By the look of that they're simply complaining about the character length ("The advice followed a Which? snapshot investigation which found that hackers could access to home networks and connected appliances in as little as four days.")
The older hubs use 8 characters and the newer hub 3.0 uses 12. Both are comparable in complexity and have WPA / WPA2 protection - not WEP. WPA isn't fast to crack. To quote something about crack time
"(a) a standard desktop CPU can do roughly 1000 passwords/second. (b) a desktop GPU (graphics processor) can do roughly 80000 passwords/second, or 80 times the speed of a CPU, or 30 days to crack your hypothetical password (c) a cluster of 8 GPUs is 8 times the previous number, or 8*80000 or 640k passwords/second, or 4 days to crack your hypothetical password (d) Amazon EC2 uses older/slower GPUs"

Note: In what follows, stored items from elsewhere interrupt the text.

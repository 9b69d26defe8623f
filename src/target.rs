use serde::Serialize;
use std::fmt;
use std::net::IpAddr;
use tokio::net::lookup_host;
use tracing::debug;

use crate::error::ScanError;

/// A scan target: the name the user gave and the single address it resolved to.
#[derive(Serialize, Debug, Clone, PartialEq, Eq)]
pub struct Target {
    pub name: String,
    pub addr: IpAddr,
}

impl Target {
    pub fn from_addr(addr: IpAddr) -> Self {
        Self {
            name: addr.to_string(),
            addr,
        }
    }
}

impl fmt::Display for Target {
    fn fmt(&self, f: &mut fmt::Formatter<'_>) -> fmt::Result {
        if self.name == self.addr.to_string() {
            write!(f, "{}", self.addr)
        } else {
            write!(f, "{} ({})", self.name, self.addr)
        }
    }
}

/// Resolve a hostname or IP literal once, before any probing starts.
///
/// IPv4 results are preferred when a name resolves to both families.
pub async fn resolve_target(host: &str) -> Result<Target, ScanError> {
    let host = host.trim();
    if let Ok(addr) = host.parse::<IpAddr>() {
        return Ok(Target::from_addr(addr));
    }

    let addrs: Vec<IpAddr> = lookup_host((host, 0))
        .await
        .map_err(|source| ScanError::Resolve {
            host: host.to_string(),
            source,
        })?
        .map(|sa| sa.ip())
        .collect();
    debug!(host, resolved = ?addrs, "resolved target");

    let addr = addrs
        .iter()
        .copied()
        .find(IpAddr::is_ipv4)
        .or_else(|| addrs.first().copied())
        .ok_or_else(|| ScanError::NoAddress(host.to_string()))?;

    Ok(Target {
        name: host.to_string(),
        addr,
    })
}

#[cfg(test)]
mod tests {
    use super::*;
    use std::net::Ipv4Addr;

    #[tokio::test]
    async fn ip_literal_skips_lookup() {
        let t = resolve_target(" 127.0.0.1 ").await.unwrap();
        assert_eq!(t.addr, IpAddr::V4(Ipv4Addr::LOCALHOST));
        assert_eq!(t.to_string(), "127.0.0.1");
    }

    #[tokio::test]
    async fn unresolvable_host_fails() {
        let err = resolve_target("no-such-host.invalid").await.unwrap_err();
        assert!(matches!(
            err,
            ScanError::Resolve { .. } | ScanError::NoAddress(_)
        ));
    }

    #[test]
    fn display_shows_name_and_addr() {
        let t = Target {
            name: "example.test".into(),
            addr: IpAddr::V4(Ipv4Addr::new(10, 0, 0, 5)),
        };
        assert_eq!(t.to_string(), "example.test (10.0.0.5)");
    }
}
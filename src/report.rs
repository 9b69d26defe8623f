use anyhow::{Context, Result};
use serde::{Deserialize, Serialize};
use std::fs::File;
use std::io::{BufWriter, Write};
use std::path::Path;
use time::macros::format_description;
use time::{format_description::well_known, OffsetDateTime};

use crate::types::{ScanResult, StateCounts};

/// One open port as it appears in the JSON report.
#[derive(Serialize, Deserialize, Debug, Clone, PartialEq, Eq)]
pub struct OpenPort {
    pub port: u16,
    pub service: String,
    pub banner: String,
    pub version: Option<String>,
    pub latency_ms: Option<u64>,
}

/// User-facing report built from a finished (or partial) scan.
#[derive(Serialize, Deserialize, Debug, Clone, PartialEq)]
pub struct Report {
    pub target: String,
    pub address: String,
    pub scan_time: String,
    pub finished_at: String,
    pub duration_secs: f64,
    pub complete: bool,
    pub ports_total: u64,
    pub ports_scanned: u64,
    pub counts: StateCounts,
    pub total_open_ports: usize,
    pub open_ports: Vec<OpenPort>,
    pub vulnerabilities: Vec<String>,
}

impl Report {
    pub fn from_result(result: &ScanResult) -> Self {
        let open_ports: Vec<OpenPort> = result
            .outcomes
            .iter()
            .map(|o| OpenPort {
                port: o.port,
                service: o.service.clone().unwrap_or_default(),
                banner: o.banner.clone().unwrap_or_default(),
                version: o.version.clone(),
                latency_ms: o.latency.map(|d| d.as_millis() as u64),
            })
            .collect();
        Self {
            target: result.target.name.clone(),
            address: result.address().to_string(),
            scan_time: rfc3339(result.started_at),
            finished_at: rfc3339(result.finished_at),
            duration_secs: result.duration().as_secs_f64(),
            complete: result.complete,
            ports_total: result.ports_total,
            ports_scanned: result.ports_scanned(),
            counts: result.counts,
            total_open_ports: open_ports.len(),
            open_ports,
            vulnerabilities: result.findings.clone(),
        }
    }
}

/// Write `report` as pretty JSON.
pub fn write_report(path: &Path, report: &Report) -> Result<()> {
    let file = File::create(path)
        .with_context(|| format!("failed to create report file: {}", path.display()))?;
    let mut writer = BufWriter::new(file);
    serde_json::to_writer_pretty(&mut writer, report)
        .with_context(|| format!("failed to write report: {}", path.display()))?;
    writer.flush()?;
    Ok(())
}

/// `scan_<target>_<YYYYmmdd_HHMMSS>.json`, with dots and colons in the target replaced.
pub fn default_report_filename(target: &str, at: OffsetDateTime) -> String {
    let stamp = at
        .format(format_description!(
            "[year][month][day]_[hour][minute][second]"
        ))
        .unwrap_or_else(|_| String::from("00000000_000000"));
    let target = target.replace(['.', ':'], "_");
    format!("scan_{target}_{stamp}.json")
}

/// Cut a banner to `max` characters for table output, appending `...` when cut.
pub fn truncate_banner(banner: &str, max: usize) -> String {
    let flat = banner.replace('\n', "\\n").replace('\r', "\\r");
    if flat.chars().count() > max {
        let cut: String = flat.chars().take(max).collect();
        format!("{cut}...")
    } else {
        flat
    }
}

fn rfc3339(t: OffsetDateTime) -> String {
    t.format(&well_known::Rfc3339)
        .unwrap_or_else(|_| String::from("1970-01-01T00:00:00Z"))
}
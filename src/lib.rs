//! Library crate for portsweep: a concurrent TCP connect scanner with banner capture,
//! service classification and basic risk advisories.
pub mod assess;
pub mod classify;
pub mod error;
pub mod ports;
pub mod probe;
pub mod report;
pub mod scanner;
pub mod tables;
pub mod target;
pub mod types;

pub use error::{PortSpecError, ScanError};
pub use ports::PortSpec;
pub use scanner::{ScanConfig, Scanner};
pub use target::{resolve_target, Target};
pub use types::{PortOutcome, PortState, ScanResult};
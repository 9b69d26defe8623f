use crate::tables::ServiceTable;
use crate::types::PortOutcome;

/// Return a copy of `outcome` labelled with its service name.
///
/// Only open ports are labelled; other outcomes come back unchanged. The label is a
/// pure port lookup. The banner, when present, only feeds the `version` field.
pub fn classify(outcome: &PortOutcome, table: &ServiceTable) -> PortOutcome {
    let mut enriched = outcome.clone();
    if !outcome.state.is_open() {
        return enriched;
    }
    enriched.service = Some(table.lookup(outcome.port).to_string());
    enriched.version = outcome.banner.as_deref().and_then(banner_version);
    enriched
}

/// Pull a software/version string out of common banner shapes.
pub fn banner_version(banner: &str) -> Option<String> {
    for line in banner.lines().map(str::trim) {
        // SSH-2.0-OpenSSH_8.9p1 Ubuntu-3
        if let Some(rest) = line.strip_prefix("SSH-") {
            return rest
                .split_once('-')
                .map(|(_, software)| software.trim().to_string())
                .filter(|s| !s.is_empty());
        }
        // 220 ProFTPD Server ready / 220 mail.example ESMTP Postfix
        if let Some(rest) = line.strip_prefix("220") {
            let rest = rest.trim_start_matches(['-', ' ']).trim();
            return (!rest.is_empty()).then(|| rest.to_string());
        }
        if let Some((name, value)) = line.split_once(':') {
            if name.trim().eq_ignore_ascii_case("server") && !value.trim().is_empty() {
                return Some(value.trim().to_string());
            }
        }
    }
    None
}

#[cfg(test)]
mod tests {
    use super::*;
    use crate::tables::UNKNOWN_SERVICE;
    use std::time::Duration;

    fn open(port: u16, banner: &str) -> PortOutcome {
        PortOutcome::open(port, Duration::from_millis(1), banner.to_string())
    }

    #[test]
    fn labels_known_and_unknown_ports() {
        let table = ServiceTable::default();
        assert_eq!(classify(&open(22, ""), &table).service.as_deref(), Some("SSH"));
        assert_eq!(classify(&open(80, ""), &table).service.as_deref(), Some("HTTP"));
        assert_eq!(
            classify(&open(31337, ""), &table).service.as_deref(),
            Some(UNKNOWN_SERVICE)
        );
    }

    #[test]
    fn is_pure() {
        let table = ServiceTable::default();
        let input = open(443, "");
        let a = classify(&input, &table);
        let b = classify(&input, &table);
        assert_eq!(a, b);
        assert!(input.service.is_none());
    }

    #[test]
    fn leaves_non_open_ports_alone() {
        let table = ServiceTable::default();
        let closed = PortOutcome::closed(22, Duration::from_millis(1));
        assert_eq!(classify(&closed, &table), closed);
    }

    #[test]
    fn extracts_versions_from_banners() {
        assert_eq!(
            banner_version("SSH-2.0-OpenSSH_8.9").as_deref(),
            Some("OpenSSH_8.9")
        );
        assert_eq!(
            banner_version("220 ProFTPD 1.3.5 Server").as_deref(),
            Some("ProFTPD 1.3.5 Server")
        );
        assert_eq!(
            banner_version("HTTP/1.1 400 Bad Request\r\nServer: nginx/1.18.0\r\n").as_deref(),
            Some("nginx/1.18.0")
        );
        assert_eq!(banner_version("+OK ready"), None);
        assert_eq!(banner_version(""), None);
    }

    #[test]
    fn version_is_recorded_on_classify() {
        let table = ServiceTable::default();
        let out = classify(&open(22, "SSH-2.0-OpenSSH_8.9"), &table);
        assert_eq!(out.version.as_deref(), Some("OpenSSH_8.9"));
        assert_eq!(out.banner.as_deref(), Some("SSH-2.0-OpenSSH_8.9"));
    }
}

You aren't going to find an Amazon cloud data center in your front yard. If a 'hacker' was trying to pop someone's WiFi, they would be doing so sat in their car using a laptop (low powered compared to a desktop.) And they'd be there for a very long time (month+, in short they wouldn't bother when they seen it wasn't running WEP.) 8 to 12 character WPA/WPA2 passwords on WiFi are a standard.

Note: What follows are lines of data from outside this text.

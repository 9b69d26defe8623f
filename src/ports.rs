use anyhow::{Context, Result};
use std::collections::BTreeSet;
use std::fmt;
use std::fs;
use std::path::Path;
use std::str::FromStr;

use crate::error::PortSpecError;

/// Range scanned when the user does not ask for anything else.
pub const DEFAULT_PORT_SPEC: &str = "1-1000";

/// A non-empty, ascending set of distinct TCP ports.
#[derive(Debug, Clone, PartialEq, Eq)]
pub struct PortSpec {
    ports: Vec<u16>,
}

impl PortSpec {
    /// Parse `start-end`, a comma separated list (`22,80,443`), or a mix of both
    /// (`22,8000-8010`). Overlapping entries are deduplicated.
    pub fn parse(s: &str) -> Result<Self, PortSpecError> {
        let mut set = BTreeSet::new();
        collect_spec(s, &mut set)?;
        Self::from_set(set)
    }

    /// Inclusive range. Errors if `start > end`.
    pub fn from_range(start: u16, end: u16) -> Result<Self, PortSpecError> {
        if start > end {
            return Err(PortSpecError::ReversedRange { start, end });
        }
        Self::from_set((start..=end).collect())
    }

    pub fn from_ports<I: IntoIterator<Item = u16>>(ports: I) -> Result<Self, PortSpecError> {
        Self::from_set(ports.into_iter().collect())
    }

    fn from_set(set: BTreeSet<u16>) -> Result<Self, PortSpecError> {
        if set.is_empty() {
            return Err(PortSpecError::Empty);
        }
        Ok(Self {
            ports: set.into_iter().collect(),
        })
    }

    pub fn len(&self) -> usize {
        self.ports.len()
    }

    /// Never true for a spec built through the constructors.
    pub fn is_empty(&self) -> bool {
        self.ports.is_empty()
    }

    pub fn contains(&self, port: u16) -> bool {
        self.ports.binary_search(&port).is_ok()
    }

    pub fn iter(&self) -> impl Iterator<Item = u16> + '_ {
        self.ports.iter().copied()
    }

    pub fn as_slice(&self) -> &[u16] {
        &self.ports
    }
}

impl Default for PortSpec {
    fn default() -> Self {
        Self {
            ports: (1..=1000).collect(),
        }
    }
}

impl FromStr for PortSpec {
    type Err = PortSpecError;

    fn from_str(s: &str) -> Result<Self, Self::Err> {
        Self::parse(s)
    }
}

impl fmt::Display for PortSpec {
    /// Compact form: contiguous runs are collapsed into ranges.
    fn fmt(&self, f: &mut fmt::Formatter<'_>) -> fmt::Result {
        let mut first = true;
        let mut i = 0;
        while i < self.ports.len() {
            let start = self.ports[i];
            let mut j = i;
            while j + 1 < self.ports.len() && self.ports[j + 1] == self.ports[j] + 1 {
                j += 1;
            }
            if !first {
                f.write_str(",")?;
            }
            first = false;
            if j == i {
                write!(f, "{start}")?;
            } else {
                write!(f, "{start}-{}", self.ports[j])?;
            }
            i = j + 1;
        }
        Ok(())
    }
}

fn collect_spec(s: &str, out: &mut BTreeSet<u16>) -> Result<(), PortSpecError> {
    let s = s.trim();
    if s.is_empty() {
        return Err(PortSpecError::Empty);
    }
    for part in s.split(',') {
        let part = part.trim();
        if part.is_empty() {
            return Err(PortSpecError::InvalidNumber(part.to_string()));
        }

        // Range `start-end`
        if let Some((a, b)) = part.split_once('-') {
            let start = parse_port_str(a.trim())?;
            let end = parse_port_str(b.trim())?;
            if start > end {
                return Err(PortSpecError::ReversedRange { start, end });
            }
            out.extend(start..=end);
            continue;
        }

        out.insert(parse_port_str(part)?);
    }
    Ok(())
}

fn parse_port_str(s: &str) -> Result<u16, PortSpecError> {
    let val: u32 = s
        .parse::<u32>()
        .map_err(|_| PortSpecError::InvalidNumber(s.to_string()))?;
    u16::try_from(val).map_err(|_| PortSpecError::OutOfRange(val))
}

/// Parse a ports file into one merged spec.
///
/// Each line holds any spec accepted by [`PortSpec::parse`]; everything after `#`
/// is ignored, as are blank lines.
pub fn parse_ports_str(s: &str) -> Result<PortSpec> {
    let mut set = BTreeSet::new();
    for (idx, raw_line) in s.lines().enumerate() {
        let line = raw_line.split('#').next().map(str::trim).unwrap_or("");
        if line.is_empty() {
            continue;
        }
        collect_spec(line, &mut set).with_context(|| format!("line {}: {line}", idx + 1))?;
    }
    Ok(PortSpec::from_set(set)?)
}

/// Load a ports file. Errors if the file cannot be read, fails to parse, or lists no ports.
pub fn load_ports_from_path(path: impl AsRef<Path>) -> Result<PortSpec> {
    let content = fs::read_to_string(path.as_ref())
        .with_context(|| format!("failed to read ports file: {}", path.as_ref().display()))?;
    parse_ports_str(&content)
        .with_context(|| format!("invalid ports file: {}", path.as_ref().display()))
}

I'm not sure how Which was performing their tests, but it certainly wasn't putting an Amazon data center in peoples properties and illegal trying to pop the WiFi.
+Add: You could make comparison articles about any other ISP using similar length WPA/WPA2 passphrases. Looks like a nice little scare article based upon what you can theoeritcally do if: 1) if you can get Amazon to put a data center in someone's front/back yard and 2.) have Amazon agree it's there to hack that person's WiFi and 3.) hope the person doesn't notice the data center on their property...
Their's a line between feasible unfeasible and that article crosses it into unfeasible.
______
Leaving in 2019 - has been a good experience.